TASK STATEMENT:
If a line in the records contains the string "Logging", show that line.

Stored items
________________________
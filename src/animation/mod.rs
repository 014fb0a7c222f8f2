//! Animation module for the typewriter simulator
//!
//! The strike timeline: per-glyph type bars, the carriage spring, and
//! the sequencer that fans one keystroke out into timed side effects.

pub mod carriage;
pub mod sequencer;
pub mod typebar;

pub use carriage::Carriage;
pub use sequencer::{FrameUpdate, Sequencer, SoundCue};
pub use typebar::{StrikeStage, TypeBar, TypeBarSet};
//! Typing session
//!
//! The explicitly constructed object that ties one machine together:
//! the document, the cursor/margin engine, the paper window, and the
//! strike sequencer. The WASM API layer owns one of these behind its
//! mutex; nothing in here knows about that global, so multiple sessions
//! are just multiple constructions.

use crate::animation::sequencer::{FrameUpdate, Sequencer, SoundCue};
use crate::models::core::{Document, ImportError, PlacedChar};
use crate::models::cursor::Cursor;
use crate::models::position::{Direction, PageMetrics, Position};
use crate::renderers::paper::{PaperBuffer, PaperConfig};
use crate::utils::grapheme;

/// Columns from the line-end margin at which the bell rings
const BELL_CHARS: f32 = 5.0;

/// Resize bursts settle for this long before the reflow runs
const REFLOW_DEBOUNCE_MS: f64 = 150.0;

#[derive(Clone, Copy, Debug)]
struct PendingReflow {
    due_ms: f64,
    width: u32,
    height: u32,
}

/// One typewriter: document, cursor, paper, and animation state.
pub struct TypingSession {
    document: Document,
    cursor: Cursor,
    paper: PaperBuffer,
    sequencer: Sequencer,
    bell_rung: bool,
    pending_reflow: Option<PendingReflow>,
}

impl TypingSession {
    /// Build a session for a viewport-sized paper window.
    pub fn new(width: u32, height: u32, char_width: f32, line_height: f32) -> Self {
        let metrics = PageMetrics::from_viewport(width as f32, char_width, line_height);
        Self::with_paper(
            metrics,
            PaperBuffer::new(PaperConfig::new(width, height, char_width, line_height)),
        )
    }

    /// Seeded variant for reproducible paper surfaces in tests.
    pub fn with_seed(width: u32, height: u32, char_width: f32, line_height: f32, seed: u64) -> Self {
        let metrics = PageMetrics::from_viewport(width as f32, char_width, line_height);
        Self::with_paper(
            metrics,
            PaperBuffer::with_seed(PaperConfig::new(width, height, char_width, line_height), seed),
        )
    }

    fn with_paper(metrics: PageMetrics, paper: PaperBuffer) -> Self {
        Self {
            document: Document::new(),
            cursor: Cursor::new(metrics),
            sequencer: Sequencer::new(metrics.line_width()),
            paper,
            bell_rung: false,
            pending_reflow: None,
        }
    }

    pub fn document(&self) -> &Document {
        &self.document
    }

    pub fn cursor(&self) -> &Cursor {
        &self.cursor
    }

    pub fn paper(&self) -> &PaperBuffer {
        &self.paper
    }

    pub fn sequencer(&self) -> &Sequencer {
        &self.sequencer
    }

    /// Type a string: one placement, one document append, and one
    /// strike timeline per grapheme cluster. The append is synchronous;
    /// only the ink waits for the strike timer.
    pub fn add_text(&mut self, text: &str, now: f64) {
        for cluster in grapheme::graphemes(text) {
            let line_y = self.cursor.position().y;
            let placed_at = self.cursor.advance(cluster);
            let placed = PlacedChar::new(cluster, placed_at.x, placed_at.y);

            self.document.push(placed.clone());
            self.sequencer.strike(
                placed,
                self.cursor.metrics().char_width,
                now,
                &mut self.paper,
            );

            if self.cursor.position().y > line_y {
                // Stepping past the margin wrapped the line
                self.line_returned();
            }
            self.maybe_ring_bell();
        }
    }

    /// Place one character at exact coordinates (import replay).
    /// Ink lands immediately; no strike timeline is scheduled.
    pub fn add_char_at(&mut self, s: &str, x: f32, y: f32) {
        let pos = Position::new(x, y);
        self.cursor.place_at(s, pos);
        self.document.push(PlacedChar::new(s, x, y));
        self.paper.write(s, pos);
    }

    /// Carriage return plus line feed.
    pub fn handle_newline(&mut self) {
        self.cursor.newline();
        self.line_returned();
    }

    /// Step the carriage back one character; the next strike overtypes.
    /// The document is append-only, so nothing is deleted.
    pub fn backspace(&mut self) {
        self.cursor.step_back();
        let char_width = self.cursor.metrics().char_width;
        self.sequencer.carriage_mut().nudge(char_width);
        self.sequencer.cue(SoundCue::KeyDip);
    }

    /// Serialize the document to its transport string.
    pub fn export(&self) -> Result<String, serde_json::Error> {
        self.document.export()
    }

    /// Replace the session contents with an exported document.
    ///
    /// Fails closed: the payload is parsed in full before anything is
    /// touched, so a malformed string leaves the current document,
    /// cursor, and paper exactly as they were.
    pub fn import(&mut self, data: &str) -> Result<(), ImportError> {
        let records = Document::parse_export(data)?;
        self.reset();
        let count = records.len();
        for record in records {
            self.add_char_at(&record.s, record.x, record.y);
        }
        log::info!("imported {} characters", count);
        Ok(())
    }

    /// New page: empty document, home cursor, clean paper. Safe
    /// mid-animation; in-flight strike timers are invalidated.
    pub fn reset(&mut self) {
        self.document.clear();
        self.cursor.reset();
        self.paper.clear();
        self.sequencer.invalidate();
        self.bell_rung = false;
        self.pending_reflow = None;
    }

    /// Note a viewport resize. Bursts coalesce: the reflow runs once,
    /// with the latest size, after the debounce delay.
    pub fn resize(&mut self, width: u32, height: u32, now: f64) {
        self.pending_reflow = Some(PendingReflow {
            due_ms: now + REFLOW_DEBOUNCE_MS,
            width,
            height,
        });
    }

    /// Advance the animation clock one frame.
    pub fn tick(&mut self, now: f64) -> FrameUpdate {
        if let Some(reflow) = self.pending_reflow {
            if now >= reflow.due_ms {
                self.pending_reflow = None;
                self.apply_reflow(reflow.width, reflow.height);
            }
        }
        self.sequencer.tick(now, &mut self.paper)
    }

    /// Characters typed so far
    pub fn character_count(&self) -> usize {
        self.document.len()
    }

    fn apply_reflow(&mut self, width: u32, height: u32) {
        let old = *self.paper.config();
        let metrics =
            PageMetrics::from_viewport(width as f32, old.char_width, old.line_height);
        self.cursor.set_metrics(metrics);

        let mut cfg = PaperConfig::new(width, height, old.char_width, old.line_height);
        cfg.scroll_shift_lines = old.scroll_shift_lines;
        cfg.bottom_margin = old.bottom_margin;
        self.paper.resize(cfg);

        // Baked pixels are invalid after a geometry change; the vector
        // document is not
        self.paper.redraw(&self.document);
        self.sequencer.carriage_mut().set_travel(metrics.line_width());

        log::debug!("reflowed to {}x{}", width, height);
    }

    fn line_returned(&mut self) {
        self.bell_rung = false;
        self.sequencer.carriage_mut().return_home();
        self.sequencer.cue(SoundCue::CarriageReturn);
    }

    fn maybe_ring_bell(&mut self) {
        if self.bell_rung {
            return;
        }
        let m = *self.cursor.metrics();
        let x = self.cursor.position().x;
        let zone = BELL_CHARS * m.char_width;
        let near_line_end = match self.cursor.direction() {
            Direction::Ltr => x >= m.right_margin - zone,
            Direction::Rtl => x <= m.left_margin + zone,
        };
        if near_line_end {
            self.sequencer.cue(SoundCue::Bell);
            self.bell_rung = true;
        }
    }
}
________________________
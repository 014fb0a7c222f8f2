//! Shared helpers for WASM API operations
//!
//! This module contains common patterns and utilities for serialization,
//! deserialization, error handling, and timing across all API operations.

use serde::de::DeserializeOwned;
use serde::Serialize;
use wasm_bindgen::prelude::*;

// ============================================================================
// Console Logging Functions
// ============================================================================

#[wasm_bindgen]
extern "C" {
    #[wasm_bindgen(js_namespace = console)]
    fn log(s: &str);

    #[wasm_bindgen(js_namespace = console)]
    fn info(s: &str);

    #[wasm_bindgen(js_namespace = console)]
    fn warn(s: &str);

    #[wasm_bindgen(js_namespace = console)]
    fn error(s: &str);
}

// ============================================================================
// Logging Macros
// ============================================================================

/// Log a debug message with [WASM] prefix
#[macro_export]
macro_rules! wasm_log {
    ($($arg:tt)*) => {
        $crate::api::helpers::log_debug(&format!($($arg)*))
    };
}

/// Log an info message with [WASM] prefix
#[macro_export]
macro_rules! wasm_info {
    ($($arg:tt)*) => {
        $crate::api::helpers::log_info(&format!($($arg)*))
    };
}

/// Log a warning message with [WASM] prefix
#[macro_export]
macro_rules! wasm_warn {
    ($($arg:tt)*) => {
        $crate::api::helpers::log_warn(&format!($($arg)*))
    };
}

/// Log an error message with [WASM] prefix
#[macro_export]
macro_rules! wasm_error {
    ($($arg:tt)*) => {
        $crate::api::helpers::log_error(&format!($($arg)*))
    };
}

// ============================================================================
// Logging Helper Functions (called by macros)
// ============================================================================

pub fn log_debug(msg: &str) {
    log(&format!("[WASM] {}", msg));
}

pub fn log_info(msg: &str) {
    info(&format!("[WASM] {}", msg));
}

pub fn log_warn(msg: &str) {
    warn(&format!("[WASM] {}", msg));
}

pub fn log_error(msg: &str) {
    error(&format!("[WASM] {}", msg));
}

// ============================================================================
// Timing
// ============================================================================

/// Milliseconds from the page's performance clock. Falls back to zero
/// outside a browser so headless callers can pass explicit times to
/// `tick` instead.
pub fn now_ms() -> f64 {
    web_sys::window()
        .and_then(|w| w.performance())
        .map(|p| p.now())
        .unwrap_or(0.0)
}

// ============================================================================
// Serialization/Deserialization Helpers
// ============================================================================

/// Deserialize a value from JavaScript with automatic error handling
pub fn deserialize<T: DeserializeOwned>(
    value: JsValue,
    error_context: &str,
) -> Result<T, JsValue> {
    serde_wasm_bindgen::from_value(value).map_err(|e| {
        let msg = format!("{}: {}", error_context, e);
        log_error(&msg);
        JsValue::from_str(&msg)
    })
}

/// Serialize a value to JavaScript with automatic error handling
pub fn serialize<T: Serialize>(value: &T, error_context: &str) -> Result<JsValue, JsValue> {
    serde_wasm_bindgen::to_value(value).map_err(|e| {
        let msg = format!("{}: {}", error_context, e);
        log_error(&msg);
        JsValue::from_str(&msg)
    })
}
________________________
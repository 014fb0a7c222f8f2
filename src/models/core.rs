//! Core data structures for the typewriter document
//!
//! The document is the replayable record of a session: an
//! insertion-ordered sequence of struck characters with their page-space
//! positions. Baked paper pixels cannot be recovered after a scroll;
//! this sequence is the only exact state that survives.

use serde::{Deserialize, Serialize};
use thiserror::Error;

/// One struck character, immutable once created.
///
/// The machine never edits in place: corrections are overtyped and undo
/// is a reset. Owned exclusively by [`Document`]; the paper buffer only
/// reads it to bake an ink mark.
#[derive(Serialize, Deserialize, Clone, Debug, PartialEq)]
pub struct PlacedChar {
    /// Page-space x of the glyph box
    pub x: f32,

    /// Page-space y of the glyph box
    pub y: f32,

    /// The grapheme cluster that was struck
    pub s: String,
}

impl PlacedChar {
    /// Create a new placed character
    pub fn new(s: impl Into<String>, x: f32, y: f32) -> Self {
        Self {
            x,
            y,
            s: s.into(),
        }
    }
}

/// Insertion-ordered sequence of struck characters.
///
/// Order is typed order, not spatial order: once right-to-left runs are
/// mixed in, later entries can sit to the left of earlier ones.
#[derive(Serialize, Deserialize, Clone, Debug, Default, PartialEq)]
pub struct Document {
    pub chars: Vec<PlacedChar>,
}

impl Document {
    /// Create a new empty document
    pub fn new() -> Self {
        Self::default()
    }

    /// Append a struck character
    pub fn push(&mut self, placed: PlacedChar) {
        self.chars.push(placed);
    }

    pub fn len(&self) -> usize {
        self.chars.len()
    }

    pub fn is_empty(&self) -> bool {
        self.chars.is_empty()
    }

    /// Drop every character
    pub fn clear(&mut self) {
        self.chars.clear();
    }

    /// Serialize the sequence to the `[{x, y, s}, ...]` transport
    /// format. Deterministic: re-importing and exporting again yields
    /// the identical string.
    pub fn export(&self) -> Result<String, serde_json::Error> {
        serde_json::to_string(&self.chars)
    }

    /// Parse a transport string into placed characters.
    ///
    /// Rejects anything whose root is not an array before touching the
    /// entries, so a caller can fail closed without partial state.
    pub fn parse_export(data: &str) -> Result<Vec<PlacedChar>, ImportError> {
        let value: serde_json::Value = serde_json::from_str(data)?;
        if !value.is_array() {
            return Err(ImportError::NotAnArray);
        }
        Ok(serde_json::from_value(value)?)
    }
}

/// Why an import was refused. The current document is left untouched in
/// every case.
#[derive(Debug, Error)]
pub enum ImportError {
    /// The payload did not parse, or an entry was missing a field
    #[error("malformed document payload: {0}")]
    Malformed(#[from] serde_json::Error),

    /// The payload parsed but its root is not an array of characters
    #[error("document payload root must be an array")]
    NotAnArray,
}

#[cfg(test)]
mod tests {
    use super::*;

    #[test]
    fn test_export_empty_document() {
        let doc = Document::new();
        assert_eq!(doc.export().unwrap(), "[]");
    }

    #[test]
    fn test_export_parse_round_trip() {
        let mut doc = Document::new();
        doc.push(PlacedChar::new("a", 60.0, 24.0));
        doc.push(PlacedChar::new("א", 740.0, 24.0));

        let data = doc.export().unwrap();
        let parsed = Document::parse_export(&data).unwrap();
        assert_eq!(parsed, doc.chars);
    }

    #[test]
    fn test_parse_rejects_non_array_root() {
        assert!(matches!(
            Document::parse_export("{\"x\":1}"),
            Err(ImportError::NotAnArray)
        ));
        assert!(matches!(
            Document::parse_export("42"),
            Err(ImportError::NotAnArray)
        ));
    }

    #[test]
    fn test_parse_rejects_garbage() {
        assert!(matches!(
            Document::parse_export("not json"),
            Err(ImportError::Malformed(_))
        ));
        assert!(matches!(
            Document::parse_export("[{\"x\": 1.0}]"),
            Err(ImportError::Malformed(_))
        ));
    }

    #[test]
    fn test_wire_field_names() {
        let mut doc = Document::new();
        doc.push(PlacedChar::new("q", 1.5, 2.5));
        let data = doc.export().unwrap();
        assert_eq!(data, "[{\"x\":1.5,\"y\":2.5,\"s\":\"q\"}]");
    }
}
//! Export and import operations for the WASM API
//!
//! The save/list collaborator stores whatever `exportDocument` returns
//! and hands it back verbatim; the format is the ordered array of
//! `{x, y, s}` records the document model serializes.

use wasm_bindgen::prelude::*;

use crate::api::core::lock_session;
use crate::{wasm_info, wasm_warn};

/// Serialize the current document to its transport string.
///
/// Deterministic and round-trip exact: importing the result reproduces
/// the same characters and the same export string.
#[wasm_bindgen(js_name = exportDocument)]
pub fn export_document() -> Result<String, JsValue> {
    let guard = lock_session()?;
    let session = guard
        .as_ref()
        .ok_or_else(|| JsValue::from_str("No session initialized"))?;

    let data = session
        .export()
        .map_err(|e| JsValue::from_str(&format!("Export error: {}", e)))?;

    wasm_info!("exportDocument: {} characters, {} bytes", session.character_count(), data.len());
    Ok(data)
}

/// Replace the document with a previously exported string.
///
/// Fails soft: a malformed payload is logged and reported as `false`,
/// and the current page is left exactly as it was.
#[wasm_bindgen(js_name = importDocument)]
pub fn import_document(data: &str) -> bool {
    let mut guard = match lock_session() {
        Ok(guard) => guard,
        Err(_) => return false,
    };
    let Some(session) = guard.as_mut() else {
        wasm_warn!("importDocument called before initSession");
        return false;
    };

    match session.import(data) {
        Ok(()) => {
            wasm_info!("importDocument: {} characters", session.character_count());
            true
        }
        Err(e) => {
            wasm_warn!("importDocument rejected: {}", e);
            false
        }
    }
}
________________________
TASK RESULT:
// Console Logging Functions
// Logging Macros
// Logging Helper Functions (called by macros)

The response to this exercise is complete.